E. HuCAL GOLD ? Fab 항체의 E.coli 에서의 발현 및 정제
pMORPH?X9_Fab_FH에 의해 인코딩되는 Fab 단편의 TG-1 세포에서의 발현은 34 ㎍/㎖ 클로람페니콜이 첨가된 2xYT 배지 1 l가 들어 있는 쉐이커 플라스크 배양에서 수행하였다. 0.5 mM IPTG로 배양하고 난 뒤, 세포를 22℃에서 16시간 동안 배양하였다. 세포 펠렛의 전체 세포 추출물은 French Press에 따라 제조하였으며, Fab 단편은 니켈/NTA 크로마토그래피(Qiagen, Hilden, Germany)를 사용해 분리하였 다. UV-흡광기를 사용해 농도를 측정하였다(Kreb et al., 2001).
실시예 2: hGM-CSF 특이 항체의 확인
상기에 언급된 패닝 전략에 의해 선별된 각 E.coli 클론의 BEL 추출물을 ELISA 또는 BioVeris (BioVeris M-series® 384 analyzer)로 분석하여 hGM-CSF 특이적 Fabs를 인코딩하는 클론을 확인하였다.
A. 효소 면역 분석 (ELISA) 기술
인간 재조합 바이오티닐화된 GM-CSF(R&D Systems)를 PBS에 1.5㎍/㎖ 농도로 넣어 뉴트라비딘 마이크로타이터 플레이트상에서 2시간 동안 실온에서 코팅시켰다.

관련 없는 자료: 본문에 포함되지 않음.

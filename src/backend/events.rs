//! Session-change fan-out from a backend to its subscribers.
//!
//! DESIGN
//! ======
//! Each subscriber owns an unbounded channel, so notifications are never
//! dropped and arrive in emission order. A subscriber leaves by dropping its
//! [`Subscription`]; closed channels are pruned on the next emit.

#[cfg(test)]
#[path = "events_test.rs"]
mod tests;

use std::sync::{Mutex, PoisonError};

use tokio::sync::mpsc;

use crate::model::{Session, SessionEvent};

/// One session-change notification.
#[derive(Debug, Clone, PartialEq, Eq)]
pub struct SessionChange {
    pub event: SessionEvent,
    pub session: Option<Session>,
}

/// Receiving end of a backend subscription.
#[derive(Debug)]
pub struct Subscription {
    rx: mpsc::UnboundedReceiver<SessionChange>,
}

impl Subscription {
    /// Next notification, or `None` once the backend is gone.
    pub async fn next(&mut self) -> Option<SessionChange> {
        self.rx.recv().await
    }

    /// Explicit form of dropping the subscription.
    pub fn unsubscribe(self) {}
}

/// Registry of live subscribers.
#[derive(Debug, Default)]
pub struct SessionBroadcaster {
    senders: Mutex<Vec<mpsc::UnboundedSender<SessionChange>>>,
}

impl SessionBroadcaster {
    #[must_use]
    pub fn new() -> Self {
        Self::default()
    }

    #[must_use]
    pub fn subscribe(&self) -> Subscription {
        let (tx, rx) = mpsc::unbounded_channel();
        self.senders.lock().unwrap_or_else(PoisonError::into_inner).push(tx);
        Subscription { rx }
    }

    /// Deliver `change` to every live subscriber.
    pub fn emit(&self, event: SessionEvent, session: Option<Session>) {
        let change = SessionChange { event, session };
        let mut senders = self.senders.lock().unwrap_or_else(PoisonError::into_inner);
        senders.retain(|tx| tx.send(change.clone()).is_ok());
    }

    /// Number of subscribers that have not been dropped.
    #[must_use]
    pub fn subscriber_count(&self) -> usize {
        let senders = self.senders.lock().unwrap_or_else(PoisonError::into_inner);
        senders.iter().filter(|tx| !tx.is_closed()).count()
    }
}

항원을 코팅하고 난 뒤, 웰을 1% BSA를 포함하는 PBS/0.05% Tween(PBS-T)로 실온에서 1시간 동안 블로킹시켰다. 상기 웰을 PBS-T로 세척하고 난 뒤, BEL-추출물, 정제된 Hu-CAL®Fab 또는 대조군 IgG를 PBS에 희석하여, 상기 웰에 첨가하여 실온에서 1시간 동안 반응시켰다. 일차 항체를 검출하기 위해, 이차 항체인, 알칼라인 포스파타제(AP)-결합된 아피니퓨어(AffiniPure) F(ab')2 단편, 염소 항-인간, -항-생쥐 또는 -항-쥐 IgG(Jackson Immuno Research)를 적용하였다. AP-결합물을 검출하기 위해 AttoPhos(Roche)와 같은 플루오로제닉 기질을 제조사의 지침에 따라 사용하였다. 모든 반응 단계 중간에, 마이크로타이터 플레이트의 웰들을 PBS-T로 3회 세척하고 이차 항체로 최종 반응시키고 난 뒤 3회 세척하였다. 형광은 TECAN 스펙트라플루오르 플레이트 판독기로 측정하였다.
B. 분해물 내의 GM-CSF 결합 Fab 의 검출을 위한 전기화학발광( electrochemiluminescene , BioVeris) 기초 결합 분석
E. coli 분해물(BEL 추출물)에 있는 GM-CSF 결합 Fab 항체를 검출하기 위한 ELISA 실험에 대한 대안으로, BioVeris M-SERIES®384 분석기(BioVeris, Europe, Witney, Oxforfshire, UK)를 사용해 결합을 분석하였다.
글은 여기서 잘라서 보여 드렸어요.